Wanted to draw attention that this makes sense only because either both the dictionary and the queue are local (so you can modify in-place), or are both Redis (so modifying a transient copy generated by [1] modifies the redis object as they share the same hash).

For example, tango.preallocator.machines.get(key)[0].append(None) does nothing if we are using Redis.

It's almost always be the case that both are redis.

anthony-yip · 2025-09-27T18:08:40Z

preallocator.py

        self.lock.acquire()
        if vm.name not in self.machines:
            self.machines.set(vm.name, [[], TangoQueue(vm.name)])
+            self.machines.get(vm.name)[1].make_empty()


same comment as above regarding remote data structures

anthony-yip · 2025-09-27T18:09:03Z

restful_tango/tangoREST.py

+
+        stopBefore = ""
+        if "stopBefore" in jobObj:
+            stopBefore = jobObj["stopBefore"]


.get(), dataclass

Let's resolve this in a different PR

anthony-yip · 2025-09-27T18:21:43Z

worker.py

            self.log.debug("Error in notifyServer: %s" % str(e))

-    def afterJobExecution(self, hdrfile, msg, returnVM):
+    def afterJobExecution(self, hdrfile, msg, returnVM, killVM=True):


I would prefer detachVM over killVM, as "killVM" can still mean returning the VM to the free list

detachVM: "The worker must always call this function before returning" which will not be the case if using stopBefore.

consider setting vm.keep_for_debugging=True and still call detachVM?

Makes sense, remove detached vm

anthony-yip · 2025-09-27T18:22:51Z

worker.py


        # Thread exit after termination
-        self.detachVM(return_vm=returnVM)
+        if killVM:


Add a comment that explains why you wouldn't want to killVM (to SSH into the autograding VM to debug it)

Not needed because of the above comment

anthony-yip · 2025-09-27T18:23:50Z

vmms/ec2SSH.py

            time.sleep(config.Config.TIMER_POLL_INTERVAL)

-    def copyIn(self, vm, inputFiles):
+    def copyIn(self, vm, inputFiles, job_id=None):


Add a comment that job_id is only for debugging currently

anthony-yip · 2025-09-28T14:23:42Z

worker.py

            self.log.debug("Waiting for VM")
+            if self.job.stopBefore == "waitvm":
+                msg = "Execution stopped before %s" % self.job.stopBefore
+                returnVM = True


why set returnVM to True when the killVM=False makes the returnVM argument meaningless?
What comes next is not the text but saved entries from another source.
//! ASCII composition predicate for captured text.
//!
//! Captured strings made entirely of ASCII digits, letters, punctuation, and
//! whitespace carry nothing worth extracting and are dropped. A single byte
//! outside those classes anywhere in the string keeps it.

/// Per-class flags recorded during a composition scan.
///
/// Kept as individual booleans rather than a single "saw anything" bit so
/// future rules can require or weight specific classes.
#[derive(Debug, Clone, Copy, Default, PartialEq, Eq)]
pub struct ClassFlags {
    pub digit: bool,
    pub letter: bool,
    pub punct: bool,
    pub space: bool,
}

impl ClassFlags {
    /// True if any class was observed.
    pub fn any(&self) -> bool {
        self.digit || self.letter || self.punct || self.space
    }
}

/// ASCII whitespace under C-locale `isspace` semantics.
///
/// Includes vertical tab (0x0B), which `u8::is_ascii_whitespace` does not.
fn is_ascii_space(byte: u8) -> bool {
    matches!(byte, b' ' | b'\t' | b'\n' | b'\r' | 0x0b | 0x0c)
}

/// Scan bytes and record which ASCII classes appear.
///
/// Returns `None` as soon as a byte matches none of the four classes. Any
/// byte >= 0x80 disqualifies, so every byte of a multi-byte UTF-8 sequence
/// disqualifies. Classes are tested in digit, letter, punctuation,
/// whitespace order.
pub fn scan_classes(bytes: &[u8]) -> Option<ClassFlags> {
    let mut flags = ClassFlags::default();

    for &byte in bytes {
        if byte.is_ascii_digit() {
            flags.digit = true;
        } else if byte.is_ascii_alphabetic() {
            flags.letter = true;
        } else if byte.is_ascii_punctuation() {
            flags.punct = true;
        } else if is_ascii_space(byte) {
            flags.space = true;
        } else {
            return None;
        }
    }

    Some(flags)
}

/// Decide whether captured text should be dropped from the sift output.
///
/// Empty text is always filtered. Non-empty text is filtered when every byte
/// classifies as ASCII digit, letter, punctuation, or whitespace; one
/// disqualifying byte anywhere retains it, regardless of position.
///
/// Classification is byte-level, not code-point-level, matching the
/// byte-oriented capture source. The predicate is pure and total: it never
/// fails, allocates nothing, and makes a single pass with early exit.
pub fn should_filter(text: &str) -> bool {
    should_filter_bytes(text.as_bytes())
}

/// Byte-slice entry point for callers holding raw capture buffers.
pub fn should_filter_bytes(bytes: &[u8]) -> bool {
    if bytes.is_empty() {
        return true;
    }

    match scan_classes(bytes) {
        // Non-empty and fully classified, so at least one flag is set; the
        // OR over flags is kept rather than collapsed to `true`.
        Some(flags) => flags.any(),
        None => false,
    }
}

#[cfg(test)]
mod tests {
    use super::*;

    #[test]
    fn test_empty_is_filtered() {
        assert!(should_filter(""));
        assert!(should_filter_bytes(b""));
    }

    #[test]
    fn test_single_class_inputs_are_filtered() {
        assert!(should_filter("12345"));
        assert!(should_filter("hello"));
        assert!(should_filter("ABCXYZ"));
        assert!(should_filter("!?.,;:"));
        assert!(should_filter("   \t\n"));
    }

    #[test]
    fn test_mixed_ascii_is_filtered() {
        assert!(should_filter("Hi, 2024!"));
        assert!(should_filter("Level 3 - Press [A] to continue..."));
        assert!(should_filter("x = f(42);\r\n"));
    }

    #[test]
    fn test_non_ascii_is_retained() {
        assert!(!should_filter("こんにちは"));
        assert!(!should_filter("装備を変更しました"));
        assert!(!should_filter("전투 시작"));
    }

    #[test]
    fn test_single_disqualifying_byte_anywhere_retains() {
        assert!(!should_filter("abc火123"));
        assert!(!should_filter("火abc123"));
        assert!(!should_filter("abc123火"));
        // Raw high byte, not valid UTF-8.
        assert!(!should_filter_bytes(b"abc\x80123"));
        assert!(!should_filter_bytes(b"\xff"));
    }

    #[test]
    fn test_control_bytes_are_disqualifying() {
        // NUL and BEL fall into none of the four classes.
        assert!(!should_filter_bytes(b"abc\x00def"));
        assert!(!should_filter_bytes(b"\x07"));
    }

    #[test]
    fn test_vertical_tab_and_form_feed_are_whitespace() {
        assert!(should_filter_bytes(b"\x0b"));
        assert!(should_filter_bytes(b"\x0c"));
        assert!(should_filter_bytes(b"a\x0bb\x0cc"));
    }

    #[test]
    fn test_permutation_invariance_for_ascii_input() {
        let forward = "Hi, 2024!";
        let reversed: String = forward.chars().rev().collect();
        assert!(should_filter(forward));
        assert!(should_filter(&reversed));
    }

    #[test]
    fn test_idempotent() {
        for input in ["", "hello", "Hi, 2024!", "こんにちは"] {
            let first = should_filter(input);
            for _ in 0..3 {
                assert_eq!(should_filter(input), first);
            }
        }
    }

    #[test]
    fn test_scan_classes_tracks_each_class() {
        let flags = scan_classes(b"a1! ").unwrap();
        assert!(flags.digit && flags.letter && flags.punct && flags.space);

        let flags = scan_classes(b"42").unwrap();
        assert!(flags.digit);
        assert!(!flags.letter && !flags.punct && !flags.space);

        assert!(scan_classes("火".as_bytes()).is_none());
    }

    #[test]
    fn test_scan_classes_empty_has_no_flags() {
        let flags = scan_classes(b"").unwrap();
        assert!(!flags.any());
    }
}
Ok, I think it makes more sense now that killVM is removed

dwang3851

Overall looks good, left some small comments

dwang3851 · 2025-09-28T16:44:15Z

tangoObjects.py

    def _clean(self):
        self.__db.delete(self.key)

+    def make_empty(self):


can we not do self.__db.delete(self.key) here instead? How is this function different from _clean? I'm not super familiar with Redis but it seems wrong that we have to iterate here

We could, I think it was written this way to potentially do some sort of logging/processing but was subsequently removed

dwang3851 · 2025-09-28T16:45:29Z

jobManager.py

+            tango.preallocator.machines.get(key)[1].make_empty()
        jobs = JobManager(tango.jobQueue)

        print("Starting the stand-alone Tango JobManager")


nit: log statement

ok, changed

anthony-yip · 2025-10-07T12:59:23Z

clients/tango-cli.py

-        requestObj["instanceType"] = args.instanceType
-        requestObj["ec2Vmms"] = args.ec2
-        requestObj["stopBefore"] = args.stopBefore
+        requestObj["accessKeyId"] = get_arg('accessKeyId')
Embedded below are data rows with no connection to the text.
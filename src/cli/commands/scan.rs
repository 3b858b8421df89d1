//! Scan command implementation.

use anyhow::{Context, Result};
use clap::Args;
use std::io::{self, Read};
use std::path::{Path, PathBuf};

use crate::cli::output::get_formatter;
use crate::error::ScanError;
use crate::models::{Config, OutputFormat};
use crate::services::{DEFAULT_SCAN_LIMIT, DumpScanner};

/// Arguments for the scan command.
#[derive(Debug, Args)]
pub struct ScanArgs {
    /// Il2CppDumper dump.cs file (use - for stdin)
    pub file: Option<PathBuf>,

    /// Maximum number of RVAs to extract
    #[arg(long, default_value_t = DEFAULT_SCAN_LIMIT)]
    pub limit: usize,

    /// Replace the configured hook RVAs with the scan results
    #[arg(long)]
    pub save: bool,
}

/// Handle the scan command.
pub async fn handle_scan(args: ScanArgs, format: OutputFormat, verbose: bool) -> Result<()> {
    let formatter = get_formatter(format);

    if args.limit == 0 {
        return Err(ScanError::InvalidLimit("limit must be at least 1".to_string()).into());
    }

    let input = read_input(args.file.as_deref())?;
    let scanner = DumpScanner::new(args.limit);
    let report = scanner.scan(&input);

    if verbose {
        println!("Scanned {} lines", report.lines_scanned);
    }

    if report.is_empty() {
        println!(
            "{}",
            formatter.format_message("No set_Text RVAs found in the dump.")
        );
        return Ok(());
    }

    if args.save {
        let mut config = Config::load()?;
        config.hook.rvas = report.rvas.clone();
        config.save().context("failed to save config")?;

        println!(
            "{}",
            formatter.format_message(&format!("Saved {} RVAs to config", report.rvas.len()))
        );
    }

    print!("{}", formatter.format_scan_report(&report));

    Ok(())
}

/// Read input from file or stdin.
fn read_input(file: Option<&Path>) -> Result<String> {
    match file {
        Some(path) if path.to_string_lossy() != "-" => {
            std::fs::read_to_string(path).context("failed to read dump file")
        }
        _ => {
            let mut input = String::new();
            io::stdin()
                .read_to_string(&mut input)
                .context("failed to read stdin")?;
            Ok(input)
        }
    }
}

#[cfg(test)]
mod tests {
    use super::*;

    #[test]
    fn test_read_input_from_file() {
        let dir = tempfile::tempdir().unwrap();
        let path = dir.path().join("dump.cs");
        std::fs::write(&path, "// RVA: 0x10\nvoid set_Text(string s);\n").unwrap();

        let input = read_input(Some(&path)).unwrap();
        assert!(input.contains("set_Text"));
    }

    #[test]
    fn test_read_input_missing_file() {
        assert!(read_input(Some(Path::new("/nonexistent/dump.cs"))).is_err());
    }
}
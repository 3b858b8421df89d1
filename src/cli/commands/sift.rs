//! Sift command implementation.

use anyhow::{Context, Result};
use clap::Args;
use indicatif::{ProgressBar, ProgressStyle};
use std::io::{self, Read};
use std::path::{Path, PathBuf};
use walkdir::WalkDir;

use crate::cli::output::get_formatter;
use crate::error::IngestError;
use crate::models::{Config, OutputFormat};
use crate::services::SiftPipeline;
use crate::utils::file::{is_text_file, read_file_content};

/// Arguments for the sift command.
#[derive(Debug, Args)]
pub struct SiftArgs {
    /// Capture files or directories to sift (use - or no path for stdin)
    pub paths: Vec<PathBuf>,

    /// Keep every retained line, including duplicates
    #[arg(long)]
    pub no_dedup: bool,

    /// Write retained text to a file, one line per record
    #[arg(long, short = 'o')]
    pub output: Option<PathBuf>,

    /// Report counters only, without the retained records
    #[arg(long)]
    pub stats_only: bool,
}

/// Handle the sift command.
pub async fn handle_sift(args: SiftArgs, format: OutputFormat, verbose: bool) -> Result<()> {
    let config = Config::load()?;
    let formatter = get_formatter(format);

    let dedup = config.ingest.dedup && !args.no_dedup;
    let mut pipeline = SiftPipeline::new(dedup);

    if read_from_stdin(&args.paths) {
        let mut input = String::new();
        io::stdin()
            .read_to_string(&mut input)
            .context("failed to read stdin")?;
        pipeline.push_content(&input, "stdin");
    } else {
        let files = collect_files(&args.paths)?;
        if files.is_empty() {
            return Err(IngestError::NoInput.into());
        }

        if verbose {
            println!("Found {} capture files to process", files.len());
        }

        let pb = if files.len() > 1 {
            let pb = ProgressBar::new(files.len() as u64);
            pb.set_style(
                ProgressStyle::default_bar()
                    .template(
                        "{spinner:.green} [{elapsed_precise}] [{bar:40.cyan/blue}] {pos}/{len} ({eta})",
                    )
                    .unwrap()
                    .progress_chars("#>-"),
            );
            Some(pb)
        } else {
            None
        };

        for path in &files {
            if let Some(ref pb) = pb {
                pb.inc(1);
            }

            match read_file_content(path, config.ingest.max_file_size) {
                Ok(content) => pipeline.push_content(&content, &path.to_string_lossy()),
                Err(e) => {
                    if verbose {
                        eprintln!("Skipping {}: {}", path.display(), e);
                    }
                }
            }
        }

        if let Some(pb) = pb {
            pb.finish_and_clear();
        }
    }

    let mut report = pipeline.finish();

    if let Some(ref out_path) = args.output {
        let mut retained = String::new();
        for record in &report.records {
            retained.push_str(&record.text);
            retained.push('\n');
        }
        std::fs::write(out_path, retained).context("failed to write output file")?;

        if verbose {
            println!(
                "Wrote {} retained lines to {}",
                report.retained,
                out_path.display()
            );
        }
    }

    if args.stats_only {
        report.records.clear();
    }

    print!("{}", formatter.format_sift_report(&report));

    Ok(())
}

/// Stdin is used when no path is given, or the single path is `-`.
fn read_from_stdin(paths: &[PathBuf]) -> bool {
    match paths {
        [] => true,
        [only] => only.to_string_lossy() == "-",
        _ => false,
    }
}

/// Expand the given paths into a list of readable text files.
fn collect_files(paths: &[PathBuf]) -> Result<Vec<PathBuf>, IngestError> {
    let mut files = Vec::new();

    for path in paths {
        if path.is_file() {
            files.push(path.clone());
            continue;
        }
        if !path.is_dir() {
            return Err(IngestError::FileReadError(format!(
                "path does not exist: {}",
                path.display()
            )));
        }

        for entry in WalkDir::new(path).follow_links(false) {
            let entry = entry.map_err(|e| IngestError::WalkError(e.to_string()))?;
            let entry_path: &Path = entry.path();

            if entry_path.is_file() && is_text_file(entry_path) {
                files.push(entry_path.to_path_buf());
            }
        }
    }

    Ok(files)
}

#[cfg(test)]
mod tests {
    use super::*;

    #[test]
    fn test_read_from_stdin() {
        assert!(read_from_stdin(&[]));
        assert!(read_from_stdin(&[PathBuf::from("-")]));
        assert!(!read_from_stdin(&[PathBuf::from("capture.txt")]));
        assert!(!read_from_stdin(&[
            PathBuf::from("-"),
            PathBuf::from("capture.txt")
        ]));
    }

    #[test]
    fn test_collect_files_walks_directories() {
        let dir = tempfile::tempdir().unwrap();
        std::fs::write(dir.path().join("a.txt"), "テキスト\n").unwrap();
        std::fs::write(dir.path().join("b.log"), "ログ\n").unwrap();
        std::fs::write(dir.path().join("c.apk"), [0u8, 1, 2]).unwrap();

        let files = collect_files(&[dir.path().to_path_buf()]).unwrap();
        assert_eq!(files.len(), 2);
    }

    #[test]
    fn test_collect_files_missing_path_is_an_error() {
        let result = collect_files(&[PathBuf::from("/nonexistent/capture.txt")]);
        assert!(result.is_err());
    }
}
I'm pretty sure (I tested it) this syntax doesn't work now because requestObj is a dataclass. You have to initialize them in the constructor.

anthony-yip · 2025-10-07T13:08:41Z

worker.py

        # Thread exit after termination
-        if killVM:
-            self.detachVM(return_vm=returnVM)
+        self.detachVM(return_vm=returnVM)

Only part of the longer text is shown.